The same idea applies to whether we should all write assembly or use a higher level language to accomplish our computing needs. We push down the complexity of knowing exactly what the processor is doing at any one moment for a easier to manage overall view of what we want to accomplish. Overall, the net effect is a lessening of complexity for most people, but for those that want or need to know exactly what is going on, there more complexity. Still, overall I think the net effect is less complexity for most people, vastly outweighing the time and effort a few put into figuring out why something isn't as expected.

On the other end of the spectrum, using a dynamically typed scripting language might save people a lot of time initially, or when prototyping, or on smaller programs, but as those programs become larger, the lack of constraints (which provide a small but immediate complexity hurdle) can build up and overwhelm a large project that might otherwise had an easier time if some more constraints were required along the way.

No one tool or paradigm is perfect for every task, and we should not expect one to be. We don't usually commute in dump trucks, and we don't usually haul lots of debris in compact cars. I see no reason why it should be any different for programming languages. Sometimes all you need is a 10 line bash script, and given that information, I doubt there's a huge level of complexity that's going to rear its head later because I didn't write it in some lower level language.


The waterbed theory in fact explicitly states that the amount of complexity is preserved no matter how it is distributed. The Wikipedia definition of it explicitly talks about how the volume of water remains constant due to its incompressibility.

If that isn't taken literally, it informs of nothing we don't already suspect. It tells us that for each functional requirement, there is at least one piece of code in the system somewhere. If we remove these lines of code from one place, or places, something has to be added elsewhere (possibly way more lines, or way fewer) so that the requirement remains implemented.


> If the waterbed metaphor isn't taken literally it informs of nothing we don't already suspect.

It informs you of nothing you didn't already suspect. I think it's useful to remind people of something that's fairly obvious ans self explanatory if you think about it, but not everyone does, and having an easy and slightly odd metaphor to point to helps the point to get across. The fact that you think it's obvious is actually one of its major benefits. You can immediately start exploring the consequences of it instead of spending time proving it. Honestly, of all the criticisms to level at a metaphor, "too obvious" isn't one I would consider worth bringing up. Obvious metaphors are used to good effect all the time.

Edit to address your prefixed paragraph:

> The waterbed theory in fact explicitly states that the amount of complexity is preserved no matter how it is distributed.

If you read carefully, it says that the minimum level of complexity may not be reduced. Who is to say the minimum level of complexity has already been reached? Or that pushing down a level above the minumum in some area won't cause only the minimum level to rise elsewhere (or vice-versa)?


I like the waterbed theory, thanks, I hadn't heard of it before.

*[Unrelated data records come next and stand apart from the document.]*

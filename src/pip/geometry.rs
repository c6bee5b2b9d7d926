//! Geometry conversion and repair for region polygons.

use geo::{
    Area, BooleanOps, Buffer, Coord, Geometry, LineString, MultiPolygon, Polygon,
    RemoveRepeatedPoints, Validation,
};
use tracing::debug;

use crate::error::GeometryError;

/// Convert any areal geometry to a MultiPolygon
pub fn to_multipolygon(geometry: Geometry<f64>) -> Result<MultiPolygon<f64>, GeometryError> {
    match geometry {
        Geometry::MultiPolygon(mp) => Ok(mp),
        Geometry::Polygon(p) => Ok(MultiPolygon::new(vec![p])),
        Geometry::Rect(r) => Ok(MultiPolygon::new(vec![r.to_polygon()])),
        Geometry::GeometryCollection(gc) => {
            let mut polygons = Vec::new();
            for g in gc {
                if let Ok(mp) = to_multipolygon(g) {
                    polygons.extend(mp.0);
                }
            }
            if polygons.is_empty() {
                Err(GeometryError::Unsupported("GeometryCollection".to_string()))
            } else {
                Ok(MultiPolygon::new(polygons))
            }
        }
        other => Err(GeometryError::Unsupported(geometry_type_name(&other).to_string())),
    }
}

fn geometry_type_name(geometry: &Geometry<f64>) -> &'static str {
    match geometry {
        Geometry::Point(_) => "Point",
        Geometry::Line(_) => "Line",
        Geometry::LineString(_) => "LineString",
        Geometry::Polygon(_) => "Polygon",
        Geometry::MultiPoint(_) => "MultiPoint",
        Geometry::MultiLineString(_) => "MultiLineString",
        Geometry::MultiPolygon(_) => "MultiPolygon",
        Geometry::GeometryCollection(_) => "GeometryCollection",
        Geometry::Rect(_) => "Rect",
        Geometry::Triangle(_) => "Triangle",
    }
}

/// Close a ring if needed. Returns None for rings with fewer than 4 coordinates.
pub fn close_ring(mut coords: Vec<Coord<f64>>) -> Option<LineString<f64>> {
    if coords.len() < 3 {
        return None;
    }
    if coords.first() != coords.last() {
        coords.push(coords[0]);
    }
    if coords.len() < 4 {
        return None;
    }
    Some(LineString::new(coords))
}

/// Close rings, drop repeated points, drop degenerate rings and polygons
fn normalize(mp: &MultiPolygon<f64>) -> MultiPolygon<f64> {
    let polygons = mp
        .iter()
        .filter_map(|polygon| {
            let polygon = polygon.remove_repeated_points();
            let exterior = close_ring(polygon.exterior().0.clone())?;
            let interiors = polygon
                .interiors()
                .iter()
                .filter_map(|ring| close_ring(ring.0.clone()))
                .collect();
            Some(Polygon::new(exterior, interiors))
        })
        .collect();
    MultiPolygon::new(polygons)
}

fn is_empty(mp: &MultiPolygon<f64>) -> bool {
    mp.0.is_empty() || mp.unsigned_area() == 0.0
}

/// Repair a polygon so containment tests are meaningful.
///
/// Valid input is returned after ring normalization. Invalid input (e.g.
/// self-intersections) is rebuilt through an overlay union; if that does not
/// produce a valid non-empty geometry a zero-width buffer is tried.
pub fn repair(mp: &MultiPolygon<f64>) -> Result<MultiPolygon<f64>, GeometryError> {
    let normalized = normalize(mp);
    if is_empty(&normalized) {
        return Err(GeometryError::Empty);
    }

    if normalized.is_valid() {
        return Ok(normalized);
    }

    let unioned = normalized.union(&MultiPolygon::new(vec![]));
    if !is_empty(&unioned) && unioned.is_valid() {
        debug!("Repaired invalid geometry via overlay union");
        return Ok(unioned);
    }

    let buffered = normalized.buffer(0.0);
    if !is_empty(&buffered) {
        debug!("Repaired invalid geometry via zero-width buffer");
        return Ok(buffered);
    }

    Err(GeometryError::Unrepairable)
}
//! Eurostat regional statistics over the JSON-stat dissemination API.

use std::collections::HashMap;

use async_trait::async_trait;
use reqwest::Client;
use serde::Deserialize;
use serde_json::Value;
use thiserror::Error;
use tracing::debug;
use url::Url;

pub const DEFAULT_EUROSTAT_URL: &str =
    "https://ec.europa.eu/eurostat/api/dissemination/statistics/1.0/data";

/// Labor-market indicators used by the catchment summary
#[derive(Debug, Clone, Copy, PartialEq, Eq, Hash)]
pub enum Indicator {
    Population,
    Unemployed,
    ActivePopulation,
}

impl Indicator {
    pub fn dataset(&self) -> &'static str {
        match self {
            Indicator::Population => "demo_r_pjangrp3",
            Indicator::Unemployed => "lfst_r_lfu3rt",
            Indicator::ActivePopulation => "lfst_r_lfp3pop",
        }
    }

    /// Fixed dimension filters besides geo and time
    fn filters(&self) -> &'static [(&'static str, &'static str)] {
        match self {
            Indicator::Population => &[("age", "TOTAL"), ("sex", "T"), ("unit", "NR")],
            Indicator::Unemployed | Indicator::ActivePopulation => {
                &[("age", "Y15-74"), ("sex", "T"), ("unit", "THS_PER")]
            }
        }
    }

    /// Multiplier from published unit to persons
    pub fn scale(&self) -> f64 {
        match self {
            Indicator::Population => 1.0,
            Indicator::Unemployed | Indicator::ActivePopulation => 1000.0,
        }
    }
}

impl std::fmt::Display for Indicator {
    fn fmt(&self, f: &mut std::fmt::Formatter<'_>) -> std::fmt::Result {
        let name = match self {
            Indicator::Population => "population",
            Indicator::Unemployed => "unemployed persons",
            Indicator::ActivePopulation => "active population",
        };
        f.write_str(name)
    }
}

#[derive(Debug, Error, Clone, PartialEq)]
pub enum StatisticsError {
    #[error("HTTP error: {0}")]
    Http(String),

    #[error("statistics request timed out")]
    Timeout,

    #[error("malformed JSON-stat response: {0}")]
    Malformed(String),
}

impl From<reqwest::Error> for StatisticsError {
    fn from(e: reqwest::Error) -> Self {
        if e.is_timeout() {
            StatisticsError::Timeout
        } else if e.is_decode() {
            StatisticsError::Malformed(e.to_string())
        } else {
            StatisticsError::Http(e.to_string())
        }
    }
}

/// Per-region indicator values for one year. An empty map means "no data".
#[async_trait]
pub trait StatisticsProvider: Send + Sync {
    async fn fetch(
        &self,
        indicator: Indicator,
        region_ids: &[String],
        year: i32,
    ) -> Result<HashMap<String, f64>, StatisticsError>;
}

#[derive(Debug, Deserialize)]
struct JsonStat {
    #[serde(default)]
    id: Vec<String>,
    #[serde(default)]
    size: Vec<usize>,
    #[serde(default)]
    dimension: HashMap<String, Dimension>,
    #[serde(default)]
    value: Value,
}

#[derive(Debug, Deserialize)]
struct Dimension {
    category: Category,
}

#[derive(Debug, Deserialize)]
struct Category {
    #[serde(default)]
    index: Value,
}

/// Category codes by position. `index` is either {code: pos} or [code, ...].
fn category_codes(index: &Value) -> HashMap<usize, String> {
    match index {
        Value::Object(map) => map
            .iter()
            .filter_map(|(code, pos)| pos.as_u64().map(|p| (p as usize, code.clone())))
            .collect(),
        Value::Array(codes) => codes
            .iter()
            .enumerate()
            .filter_map(|(pos, code)| code.as_str().map(|c| (pos, c.to_string())))
            .collect(),
        _ => HashMap::new(),
    }
}

/// Flat index to value pairs; `value` is either {"idx": v} or a dense array
fn flat_values(value: &Value) -> Vec<(usize, f64)> {
    match value {
        Value::Object(map) => map
            .iter()
            .filter_map(|(idx, v)| Some((idx.parse().ok()?, v.as_f64()?)))
            .collect(),
        Value::Array(values) => values
            .iter()
            .enumerate()
            .filter_map(|(idx, v)| Some((idx, v.as_f64()?)))
            .collect(),
        _ => Vec::new(),
    }
}

/// Decode a JSON-stat dataset into geo code -> value
pub fn decode_json_stat(body: &str) -> Result<HashMap<String, f64>, StatisticsError> {
    let stat: JsonStat =
        serde_json::from_str(body).map_err(|e| StatisticsError::Malformed(e.to_string()))?;

    if stat.id.len() != stat.size.len() {
        return Err(StatisticsError::Malformed(
            "id and size have different lengths".to_string(),
        ));
    }
    let Some(geo_axis) = stat.id.iter().position(|d| d == "geo") else {
        if flat_values(&stat.value).is_empty() {
            return Ok(HashMap::new());
        }
        return Err(StatisticsError::Malformed("no geo dimension".to_string()));
    };
    let geo_codes = stat
        .dimension
        .get("geo")
        .map(|d| category_codes(&d.category.index))
        .unwrap_or_default();

    let mut out = HashMap::new();
    for (flat, value) in flat_values(&stat.value) {
        // Row-major: the last dimension varies fastest
        let mut rest = flat;
        let mut geo_pos = 0;
        for (axis, size) in stat.size.iter().enumerate().rev() {
            let size = (*size).max(1);
            if axis == geo_axis {
                geo_pos = rest % size;
            }
            rest /= size;
        }
        if let Some(code) = geo_codes.get(&geo_pos) {
            out.insert(code.clone(), value);
        }
    }
    Ok(out)
}

/// Eurostat dissemination API client
pub struct EurostatClient {
    client: Client,
    base_url: String,
}

impl EurostatClient {
    pub fn new(client: Client, base_url: &str) -> Self {
        Self {
            client,
            base_url: base_url.trim_end_matches('/').to_string(),
        }
    }

    pub fn request_url(
        &self,
        indicator: Indicator,
        region_ids: &[String],
        year: i32,
    ) -> Result<Url, StatisticsError> {
        let mut url = Url::parse(&format!("{}/{}", self.base_url, indicator.dataset()))
            .map_err(|e| StatisticsError::Http(format!("invalid statistics URL: {}", e)))?;
        {
            let mut query = url.query_pairs_mut();
            query.append_pair("format", "JSON").append_pair("lang", "en");
            for id in region_ids {
                query.append_pair("geo", id);
            }
            query.append_pair("time", &year.to_string());
            for (key, value) in indicator.filters() {
                query.append_pair(key, value);
            }
        }
        Ok(url)
    }
}

#[async_trait]
impl StatisticsProvider for EurostatClient {
    async fn fetch(
        &self,
        indicator: Indicator,
        region_ids: &[String],
        year: i32,
    ) -> Result<HashMap<String, f64>, StatisticsError> {
        if region_ids.is_empty() {
            return Ok(HashMap::new());
        }

        let url = self.request_url(indicator, region_ids, year)?;
        debug!("Fetching {} for {} regions ({})", indicator, region_ids.len(), year);

        let response = self.client.get(url).send().await?;
        // Eurostat answers 404 / 400 when the filter selects nothing
        if response.status().is_client_error() {
            debug!("No {} data for {} ({})", indicator, year, response.status());
            return Ok(HashMap::new());
        }
        let body = response.error_for_status()?.text().await?;

        let scale = indicator.scale();
        Ok(decode_json_stat(&body)?
            .into_iter()
            .map(|(geo, v)| (geo, v * scale))
            .collect())
    }
}
//! Per-site result records and processing logs.

use serde::{Deserialize, Serialize};

use super::{CatchmentResult, RegionEntry};

/// Outcome of one enrichment field.
///
/// Keeps "nothing there" apart from "could not find out"; both render as
/// the missing marker in tabular output.
#[derive(Debug, Clone, PartialEq, Serialize, Deserialize)]
#[serde(tag = "status", content = "value", rename_all = "snake_case")]
pub enum Lookup<T> {
    /// Step did not run (feature disabled or site aborted first)
    Pending,
    Found(T),
    /// Lookup succeeded but nothing matched
    NotFound,
    /// Lookup failed; the reason is also in the site log
    Failed(String),
}

impl<T> Lookup<T> {
    pub fn found(&self) -> Option<&T> {
        match self {
            Lookup::Found(v) => Some(v),
            _ => None,
        }
    }

    pub fn is_found(&self) -> bool {
        matches!(self, Lookup::Found(_))
    }

    pub fn from_option(value: Option<T>) -> Self {
        value.map_or(Lookup::NotFound, Lookup::Found)
    }
}

impl<T> Default for Lookup<T> {
    fn default() -> Self {
        Lookup::Pending
    }
}

/// Nearest facility with its routed distance
#[derive(Debug, Clone, PartialEq, Serialize, Deserialize)]
pub struct RoutedFacility {
    pub name: String,
    #[serde(skip_serializing_if = "Option::is_none")]
    pub code: Option<String>,
    pub distance_km: f64,
    pub duration_min: f64,
}

/// Routed distance and time to a fixed point
#[derive(Debug, Clone, Copy, PartialEq, Serialize, Deserialize)]
pub struct RouteLeg {
    pub distance_km: f64,
    pub duration_min: f64,
}

/// Nearest highway access point.
///
/// `duration_min` is absent when routing failed and `distance_km` is the
/// straight-line distance.
#[derive(Debug, Clone, PartialEq, Serialize, Deserialize)]
pub struct HighwayLeg {
    pub name: String,
    pub distance_km: f64,
    pub duration_min: Option<f64>,
}

/// Nearest major city
#[derive(Debug, Clone, PartialEq, Serialize, Deserialize)]
pub struct CityLeg {
    pub name: String,
    pub population: Option<u64>,
    /// None when the route to the city failed
    pub route: Option<RouteLeg>,
}

/// Enrichment step, in processing order
#[derive(Debug, Clone, Copy, PartialEq, Eq, Hash, Serialize, Deserialize)]
#[serde(rename_all = "snake_case")]
pub enum Step {
    Regions,
    Airport,
    Seaport,
    Highway,
    Reference,
    City,
    Catchment,
}

impl Step {
    /// All steps in the order they run for every site
    pub fn all() -> &'static [Step] {
        &[
            Step::Regions,
            Step::Airport,
            Step::Seaport,
            Step::Highway,
            Step::Reference,
            Step::City,
            Step::Catchment,
        ]
    }

    pub fn label(&self) -> &'static str {
        match self {
            Step::Regions => "Regions",
            Step::Airport => "Airport",
            Step::Seaport => "Seaport",
            Step::Highway => "Highway",
            Step::Reference => "Reference",
            Step::City => "Nearest City",
            Step::Catchment => "Catchment",
        }
    }
}

impl std::fmt::Display for Step {
    fn fmt(&self, f: &mut std::fmt::Formatter<'_>) -> std::fmt::Result {
        f.write_str(self.label())
    }
}

/// One line of a site's processing log
#[derive(Debug, Clone, PartialEq, Serialize, Deserialize)]
#[serde(tag = "kind", rename_all = "snake_case")]
pub enum LogEntry {
    Info { message: String },
    /// Step failed; processing continued with the next step
    Error { step: Step, message: String },
    /// Step failed and the remaining steps for the site were skipped
    Abort { step: Step, message: String },
}

impl LogEntry {
    pub fn is_error(&self) -> bool {
        !matches!(self, LogEntry::Info { .. })
    }
}

/// Ordered log of one site
#[derive(Debug, Clone, Default, PartialEq, Serialize, Deserialize)]
pub struct SiteLog {
    pub site: String,
    pub entries: Vec<LogEntry>,
}

impl SiteLog {
    pub fn new(site: &str) -> Self {
        Self {
            site: site.to_string(),
            entries: Vec::new(),
        }
    }

    pub fn info(&mut self, message: impl Into<String>) {
        self.entries.push(LogEntry::Info {
            message: message.into(),
        });
    }

    pub fn error(&mut self, step: Step, message: impl Into<String>) {
        self.entries.push(LogEntry::Error {
            step,
            message: message.into(),
        });
    }

    pub fn abort(&mut self, step: Step, message: impl Into<String>) {
        self.entries.push(LogEntry::Abort {
            step,
            message: message.into(),
        });
    }

    pub fn errors(&self) -> impl Iterator<Item = &LogEntry> {
        self.entries.iter().filter(|e| e.is_error())
    }
}

/// Result record for one site.
#[derive(Debug, Clone, Serialize, Deserialize)]
pub struct SiteRecord {
    pub project_id: String,
    pub site_id: String,
    pub site_name: String,
    pub latitude: f64,
    pub longitude: f64,

    pub airport: Lookup<RoutedFacility>,
    pub seaport: Lookup<RoutedFacility>,
    pub highway: Lookup<HighwayLeg>,
    pub reference: Lookup<RouteLeg>,
    pub city: Lookup<CityLeg>,

    pub municipality: Lookup<RegionEntry>,
    pub county: Lookup<RegionEntry>,
    pub region: Lookup<RegionEntry>,
    pub nuts2: Lookup<RegionEntry>,
    pub nuts3: Lookup<RegionEntry>,

    pub catchment: Lookup<CatchmentResult>,
}

impl SiteRecord {
    pub fn new(project_id: &str, site_id: &str, site_name: &str, lat: f64, lon: f64) -> Self {
        Self {
            project_id: project_id.to_string(),
            site_id: site_id.to_string(),
            site_name: site_name.to_string(),
            latitude: crate::geodesy::round_to(lat, 6),
            longitude: crate::geodesy::round_to(lon, 6),
            airport: Lookup::Pending,
            seaport: Lookup::Pending,
            highway: Lookup::Pending,
            reference: Lookup::Pending,
            city: Lookup::Pending,
            municipality: Lookup::Pending,
            county: Lookup::Pending,
            region: Lookup::Pending,
            nuts2: Lookup::Pending,
            nuts3: Lookup::Pending,
            catchment: Lookup::Pending,
        }
    }
}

You're absolutely right, in the GC context you:

(1) Have to manually reference count / manage external resources like sockets and files because you can't count on the destructor to ever run.

(2) Lose determinism and then have to spend huge amounts of effort tweaking GC parameters to fix your issue, but to your point, it becomes a Jenga tower where you touch one part and the whole thing falls down again.

(3) Can easily still leak huge portions of your object graph by, for instance, throwing them into long-lived dictionaries.


In what memory management paradigm can you free the object in a long-lived dictionary without removing it from that dictionary, and do you advocate this paradigm?